*Stored entries*
· · · · · · ·
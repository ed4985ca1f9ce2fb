// Per-class classification report, laid out like the familiar
// precision / recall / f1-score / support text table.

use std::fmt;

use super::confusion::{ClassScores, ConfusionMatrix};

/// Per-class scores plus accuracy, macro and weighted averages.
#[derive(Debug, Clone, PartialEq)]
pub struct ClassificationReport {
    pub class_names: Vec<String>,
    pub classes: Vec<ClassScores>,
    pub accuracy: f64,
    pub macro_avg: (f64, f64, f64),
    pub weighted_avg: (f64, f64, f64),
    pub total: usize,
}

impl ClassificationReport {
    /// Build from a confusion matrix. `class_names[i]` labels row/column `i`.
    pub fn new(cm: &ConfusionMatrix, class_names: &[String]) -> Self {
        let weighted = cm.weighted();
        Self {
            class_names: class_names.to_vec(),
            classes: cm.class_scores(),
            accuracy: cm.accuracy(),
            macro_avg: cm.macro_average(),
            weighted_avg: (weighted.precision, weighted.recall, weighted.f1),
            total: cm.total(),
        }
    }
}

impl fmt::Display for ClassificationReport {
    fn fmt(&self, f: &mut fmt::Formatter<'_>) -> fmt::Result {
        let width = self
            .class_names
            .iter()
            .map(|n| n.chars().count())
            .chain(std::iter::once("weighted avg".len()))
            .max()
            .unwrap_or(12);

        writeln!(
            f,
            "{:>width$} {:>9} {:>9} {:>9} {:>9}",
            "", "precision", "recall", "f1-score", "support"
        )?;
        writeln!(f)?;

        for (name, scores) in self.class_names.iter().zip(&self.classes) {
            writeln!(
                f,
                "{:>width$} {:>9.2} {:>9.2} {:>9.2} {:>9}",
                name, scores.precision, scores.recall, scores.f1, scores.support
            )?;
        }
        writeln!(f)?;

        writeln!(
            f,
            "{:>width$} {:>9} {:>9} {:>9.2} {:>9}",
            "accuracy", "", "", self.accuracy, self.total
        )?;
        let (p, r, f1) = self.macro_avg;
        writeln!(
            f,
            "{:>width$} {:>9.2} {:>9.2} {:>9.2} {:>9}",
            "macro avg", p, r, f1, self.total
        )?;
        let (p, r, f1) = self.weighted_avg;
        write!(
            f,
            "{:>width$} {:>9.2} {:>9.2} {:>9.2} {:>9}",
            "weighted avg", p, r, f1, self.total
        )
    }
}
· · · · · · ·
*EXERCISE GOAL*
All the records above need to be output exactly, with none omitted.

*REPLY TO THE TASK*
repository ed4985ca1f9ce2fb
// Per-class classification report, laid out like the familiar
// precision / recall / f1-score / support text table.

use std::fmt;

use super::confusion::{ClassScores, ConfusionMatrix};

/// Per-class scores plus accuracy, macro and weighted averages.
#[derive(Debug, Clone, PartialEq)]
pub struct ClassificationReport {
    pub class_names: Vec<String>,
    pub classes: Vec<ClassScores>,
    pub accuracy: f64,
    pub macro_avg: (f64, f64, f64),
    pub weighted_avg: (f64, f64, f64),
    pub total: usize,
}

impl ClassificationReport {
    /// Build from a confusion matrix. `class_names[i]` labels row/column `i`.
    pub fn new(cm: &ConfusionMatrix, class_names: &[String]) -> Self {
        let weighted = cm.weighted();
        Self {
            class_names: class_names.to_vec(),
            classes: cm.class_scores(),
            accuracy: cm.accuracy(),
            macro_avg: cm.macro_average(),
            weighted_avg: (weighted.precision, weighted.recall, weighted.f1),
            total: cm.total(),
        }
    }
}

impl fmt::Display for ClassificationReport {
    fn fmt(&self, f: &mut fmt::Formatter<'_>) -> fmt::Result {
        let width = self
            .class_names
            .iter()
            .map(|n| n.chars().count())
            .chain(std::iter::once("weighted avg".len()))
            .max()
            .unwrap_or(12);

        writeln!(
            f,
            "{:>width$} {:>9} {:>9} {:>9} {:>9}",
            "", "precision", "recall", "f1-score", "support"
        )?;
        writeln!(f)?;

        for (name, scores) in self.class_names.iter().zip(&self.classes) {
            writeln!(
                f,
                "{:>width$} {:>9.2} {:>9.2} {:>9.2} {:>9}",
                name, scores.precision, scores.recall, scores.f1, scores.support
            )?;
        }
        writeln!(f)?;

        writeln!(
            f,
            "{:>width$} {:>9} {:>9} {:>9.2} {:>9}",
            "accuracy", "", "", self.accuracy, self.total
        )?;
        let (p, r, f1) = self.macro_avg;
        writeln!(
            f,
            "{:>width$} {:>9.2} {:>9.2} {:>9.2} {:>9}",
            "macro avg", p, r, f1, self.total
        )?;
        let (p, r, f1) = self.weighted_avg;
        write!(
            f,
            "{:>width$} {:>9.2} {:>9.2} {:>9.2} {:>9}",
            "weighted avg", p, r, f1, self.total
        )
    }
}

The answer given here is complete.